[Records from a data source]
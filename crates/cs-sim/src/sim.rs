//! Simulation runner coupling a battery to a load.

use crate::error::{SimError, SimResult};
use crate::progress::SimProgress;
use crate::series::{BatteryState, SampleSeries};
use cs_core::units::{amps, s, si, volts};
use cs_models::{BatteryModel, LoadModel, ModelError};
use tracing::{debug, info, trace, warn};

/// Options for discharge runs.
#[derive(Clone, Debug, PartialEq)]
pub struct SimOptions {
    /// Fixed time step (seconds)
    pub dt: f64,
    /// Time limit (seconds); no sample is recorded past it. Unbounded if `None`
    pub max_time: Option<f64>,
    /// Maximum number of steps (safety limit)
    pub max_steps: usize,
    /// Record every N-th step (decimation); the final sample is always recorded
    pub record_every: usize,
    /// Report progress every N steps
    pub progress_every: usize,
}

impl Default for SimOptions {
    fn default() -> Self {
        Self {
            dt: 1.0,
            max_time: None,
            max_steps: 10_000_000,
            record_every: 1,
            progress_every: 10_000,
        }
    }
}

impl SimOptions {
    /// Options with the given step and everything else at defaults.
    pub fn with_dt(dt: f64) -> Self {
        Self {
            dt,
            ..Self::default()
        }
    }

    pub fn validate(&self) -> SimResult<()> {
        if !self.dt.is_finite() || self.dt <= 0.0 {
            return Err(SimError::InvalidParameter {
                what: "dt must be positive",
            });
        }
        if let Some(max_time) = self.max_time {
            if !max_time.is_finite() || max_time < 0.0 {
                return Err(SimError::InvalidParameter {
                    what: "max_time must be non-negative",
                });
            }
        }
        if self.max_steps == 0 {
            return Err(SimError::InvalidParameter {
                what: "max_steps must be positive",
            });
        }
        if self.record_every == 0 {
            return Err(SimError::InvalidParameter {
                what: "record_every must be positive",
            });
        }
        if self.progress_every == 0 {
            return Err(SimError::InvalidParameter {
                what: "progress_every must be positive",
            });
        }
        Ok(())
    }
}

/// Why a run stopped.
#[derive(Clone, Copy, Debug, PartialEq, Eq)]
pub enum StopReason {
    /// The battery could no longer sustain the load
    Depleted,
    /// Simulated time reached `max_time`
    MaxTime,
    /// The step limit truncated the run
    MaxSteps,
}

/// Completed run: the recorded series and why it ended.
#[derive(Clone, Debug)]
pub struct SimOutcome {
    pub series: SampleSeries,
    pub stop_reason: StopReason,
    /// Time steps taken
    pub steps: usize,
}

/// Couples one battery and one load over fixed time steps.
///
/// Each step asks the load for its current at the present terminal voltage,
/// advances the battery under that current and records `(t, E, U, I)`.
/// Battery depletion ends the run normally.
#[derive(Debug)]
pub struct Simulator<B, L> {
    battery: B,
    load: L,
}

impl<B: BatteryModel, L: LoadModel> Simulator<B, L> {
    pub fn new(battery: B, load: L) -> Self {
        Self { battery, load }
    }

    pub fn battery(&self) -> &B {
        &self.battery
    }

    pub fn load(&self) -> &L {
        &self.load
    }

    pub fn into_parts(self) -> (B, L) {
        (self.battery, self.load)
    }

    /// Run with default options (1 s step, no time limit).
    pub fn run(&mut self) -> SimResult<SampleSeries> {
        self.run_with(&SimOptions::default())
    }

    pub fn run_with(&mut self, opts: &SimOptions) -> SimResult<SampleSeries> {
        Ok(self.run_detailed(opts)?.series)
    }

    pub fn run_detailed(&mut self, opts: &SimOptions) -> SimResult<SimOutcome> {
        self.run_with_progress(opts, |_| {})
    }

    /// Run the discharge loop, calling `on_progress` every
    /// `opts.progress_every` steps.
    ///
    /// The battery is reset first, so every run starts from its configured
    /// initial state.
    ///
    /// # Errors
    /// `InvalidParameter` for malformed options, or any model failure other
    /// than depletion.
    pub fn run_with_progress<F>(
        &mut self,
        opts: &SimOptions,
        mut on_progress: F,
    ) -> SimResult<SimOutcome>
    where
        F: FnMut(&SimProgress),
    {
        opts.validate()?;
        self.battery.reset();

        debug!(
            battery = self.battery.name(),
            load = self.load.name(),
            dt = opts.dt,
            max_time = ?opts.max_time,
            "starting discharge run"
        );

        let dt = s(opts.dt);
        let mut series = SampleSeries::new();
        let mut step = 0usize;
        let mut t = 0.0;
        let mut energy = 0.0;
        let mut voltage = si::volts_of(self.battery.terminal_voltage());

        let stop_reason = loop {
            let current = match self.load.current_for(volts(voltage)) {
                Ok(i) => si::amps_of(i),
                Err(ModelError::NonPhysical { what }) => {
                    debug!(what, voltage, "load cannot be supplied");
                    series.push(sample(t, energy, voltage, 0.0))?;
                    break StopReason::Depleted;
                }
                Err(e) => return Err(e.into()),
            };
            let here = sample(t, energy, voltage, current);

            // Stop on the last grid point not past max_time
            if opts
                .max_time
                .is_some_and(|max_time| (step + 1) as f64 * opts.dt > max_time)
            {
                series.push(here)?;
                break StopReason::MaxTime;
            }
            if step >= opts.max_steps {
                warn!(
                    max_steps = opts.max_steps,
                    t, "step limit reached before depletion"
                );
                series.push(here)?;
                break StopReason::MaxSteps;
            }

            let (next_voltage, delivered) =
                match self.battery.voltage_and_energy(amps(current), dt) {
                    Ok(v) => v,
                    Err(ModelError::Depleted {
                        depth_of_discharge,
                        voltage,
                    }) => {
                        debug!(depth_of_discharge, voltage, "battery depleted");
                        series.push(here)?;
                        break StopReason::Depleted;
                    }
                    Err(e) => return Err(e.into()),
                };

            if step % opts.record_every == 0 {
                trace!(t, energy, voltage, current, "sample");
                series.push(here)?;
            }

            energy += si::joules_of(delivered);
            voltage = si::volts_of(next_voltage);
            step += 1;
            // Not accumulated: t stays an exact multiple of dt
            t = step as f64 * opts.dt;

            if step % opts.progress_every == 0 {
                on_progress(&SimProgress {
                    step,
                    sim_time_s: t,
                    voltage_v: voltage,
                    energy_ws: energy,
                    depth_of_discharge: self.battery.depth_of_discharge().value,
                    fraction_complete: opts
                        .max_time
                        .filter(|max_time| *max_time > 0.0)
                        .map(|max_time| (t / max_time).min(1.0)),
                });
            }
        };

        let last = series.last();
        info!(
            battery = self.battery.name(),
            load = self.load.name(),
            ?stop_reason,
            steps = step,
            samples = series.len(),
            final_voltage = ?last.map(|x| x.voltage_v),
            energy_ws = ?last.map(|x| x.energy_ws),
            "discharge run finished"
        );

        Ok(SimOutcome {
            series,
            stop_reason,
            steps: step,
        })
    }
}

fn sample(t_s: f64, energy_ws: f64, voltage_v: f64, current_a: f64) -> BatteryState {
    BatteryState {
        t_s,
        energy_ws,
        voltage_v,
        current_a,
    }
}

WHAT IS BEING ASKED:
Each entry above is to be set down again in exactly the same words.

RESPONSE BOX:
filename crates/cs-sim/src/sim.rs
//! Simulation runner coupling a battery to a load.

use crate::error::{SimError, SimResult};
use crate::progress::SimProgress;
use crate::series::{BatteryState, SampleSeries};
use cs_core::units::{amps, s, si, volts};
use cs_models::{BatteryModel, LoadModel, ModelError};
use tracing::{debug, info, trace, warn};

/// Options for discharge runs.
#[derive(Clone, Debug, PartialEq)]
pub struct SimOptions {
    /// Fixed time step (seconds)
    pub dt: f64,
    /// Time limit (seconds); no sample is recorded past it. Unbounded if `None`
    pub max_time: Option<f64>,
    /// Maximum number of steps (safety limit)
    pub max_steps: usize,
    /// Record every N-th step (decimation); the final sample is always recorded
    pub record_every: usize,
    /// Report progress every N steps
    pub progress_every: usize,
}

impl Default for SimOptions {
    fn default() -> Self {
        Self {
            dt: 1.0,
            max_time: None,
            max_steps: 10_000_000,
            record_every: 1,
            progress_every: 10_000,
        }
    }
}

impl SimOptions {
    /// Options with the given step and everything else at defaults.
    pub fn with_dt(dt: f64) -> Self {
        Self {
            dt,
            ..Self::default()
        }
    }

    pub fn validate(&self) -> SimResult<()> {
        if !self.dt.is_finite() || self.dt <= 0.0 {
            return Err(SimError::InvalidParameter {
                what: "dt must be positive",
            });
        }
        if let Some(max_time) = self.max_time {
            if !max_time.is_finite() || max_time < 0.0 {
                return Err(SimError::InvalidParameter {
                    what: "max_time must be non-negative",
                });
            }
        }
        if self.max_steps == 0 {
            return Err(SimError::InvalidParameter {
                what: "max_steps must be positive",
            });
        }
        if self.record_every == 0 {
            return Err(SimError::InvalidParameter {
                what: "record_every must be positive",
            });
        }
        if self.progress_every == 0 {
            return Err(SimError::InvalidParameter {
                what: "progress_every must be positive",
            });
        }
        Ok(())
    }
}

/// Why a run stopped.
#[derive(Clone, Copy, Debug, PartialEq, Eq)]
pub enum StopReason {
    /// The battery could no longer sustain the load
    Depleted,
    /// Simulated time reached `max_time`
    MaxTime,
    /// The step limit truncated the run
    MaxSteps,
}

/// Completed run: the recorded series and why it ended.
#[derive(Clone, Debug)]
pub struct SimOutcome {
    pub series: SampleSeries,
    pub stop_reason: StopReason,
    /// Time steps taken
    pub steps: usize,
}

/// Couples one battery and one load over fixed time steps.
///
/// Each step asks the load for its current at the present terminal voltage,
/// advances the battery under that current and records `(t, E, U, I)`.
/// Battery depletion ends the run normally.
#[derive(Debug)]
pub struct Simulator<B, L> {
    battery: B,
    load: L,
}

impl<B: BatteryModel, L: LoadModel> Simulator<B, L> {
    pub fn new(battery: B, load: L) -> Self {
        Self { battery, load }
    }

    pub fn battery(&self) -> &B {
        &self.battery
    }

    pub fn load(&self) -> &L {
        &self.load
    }

    pub fn into_parts(self) -> (B, L) {
        (self.battery, self.load)
    }

    /// Run with default options (1 s step, no time limit).
    pub fn run(&mut self) -> SimResult<SampleSeries> {
        self.run_with(&SimOptions::default())
    }

    pub fn run_with(&mut self, opts: &SimOptions) -> SimResult<SampleSeries> {
        Ok(self.run_detailed(opts)?.series)
    }

    pub fn run_detailed(&mut self, opts: &SimOptions) -> SimResult<SimOutcome> {
        self.run_with_progress(opts, |_| {})
    }

    /// Run the discharge loop, calling `on_progress` every
    /// `opts.progress_every` steps.
    ///
    /// The battery is reset first, so every run starts from its configured
    /// initial state.
    ///
    /// # Errors
    /// `InvalidParameter` for malformed options, or any model failure other
    /// than depletion.
    pub fn run_with_progress<F>(
        &mut self,
        opts: &SimOptions,
        mut on_progress: F,
    ) -> SimResult<SimOutcome>
    where
        F: FnMut(&SimProgress),
    {
        opts.validate()?;
        self.battery.reset();

        debug!(
            battery = self.battery.name(),
            load = self.load.name(),
            dt = opts.dt,
            max_time = ?opts.max_time,
            "starting discharge run"
        );

        let dt = s(opts.dt);
        let mut series = SampleSeries::new();
        let mut step = 0usize;
        let mut t = 0.0;
        let mut energy = 0.0;
        let mut voltage = si::volts_of(self.battery.terminal_voltage());

        let stop_reason = loop {
            let current = match self.load.current_for(volts(voltage)) {
                Ok(i) => si::amps_of(i),
                Err(ModelError::NonPhysical { what }) => {
                    debug!(what, voltage, "load cannot be supplied");
                    series.push(sample(t, energy, voltage, 0.0))?;
                    break StopReason::Depleted;
                }
                Err(e) => return Err(e.into()),
            };
            let here = sample(t, energy, voltage, current);

            // Stop on the last grid point not past max_time
            if opts
                .max_time
                .is_some_and(|max_time| (step + 1) as f64 * opts.dt > max_time)
            {
                series.push(here)?;
                break StopReason::MaxTime;
            }
            if step >= opts.max_steps {
                warn!(
                    max_steps = opts.max_steps,
                    t, "step limit reached before depletion"
                );
                series.push(here)?;
                break StopReason::MaxSteps;
            }

            let (next_voltage, delivered) =
                match self.battery.voltage_and_energy(amps(current), dt) {
                    Ok(v) => v,
                    Err(ModelError::Depleted {
                        depth_of_discharge,
                        voltage,
                    }) => {
                        debug!(depth_of_discharge, voltage, "battery depleted");
                        series.push(here)?;
                        break StopReason::Depleted;
                    }
                    Err(e) => return Err(e.into()),
                };

            if step % opts.record_every == 0 {
                trace!(t, energy, voltage, current, "sample");
                series.push(here)?;
            }

            energy += si::joules_of(delivered);
            voltage = si::volts_of(next_voltage);
            step += 1;
            // Not accumulated: t stays an exact multiple of dt
            t = step as f64 * opts.dt;

            if step % opts.progress_every == 0 {
                on_progress(&SimProgress {
                    step,
                    sim_time_s: t,
                    voltage_v: voltage,
                    energy_ws: energy,
                    depth_of_discharge: self.battery.depth_of_discharge().value,
                    fraction_complete: opts
                        .max_time
                        .filter(|max_time| *max_time > 0.0)
                        .map(|max_time| (t / max_time).min(1.0)),
                });
            }
        };

        let last = series.last();
        info!(
            battery = self.battery.name(),
            load = self.load.name(),
            ?stop_reason,
            steps = step,
            samples = series.len(),
            final_voltage = ?last.map(|x| x.voltage_v),
            energy_ws = ?last.map(|x| x.energy_ws),
            "discharge run finished"
        );

        Ok(SimOutcome {
            series,
            stop_reason,
            steps: step,
        })
    }
}

fn sample(t_s: f64, energy_ws: f64, voltage_v: f64, current_a: f64) -> BatteryState {
    BatteryState {
        t_s,
        energy_ws,
        voltage_v,
        current_a,
    }
}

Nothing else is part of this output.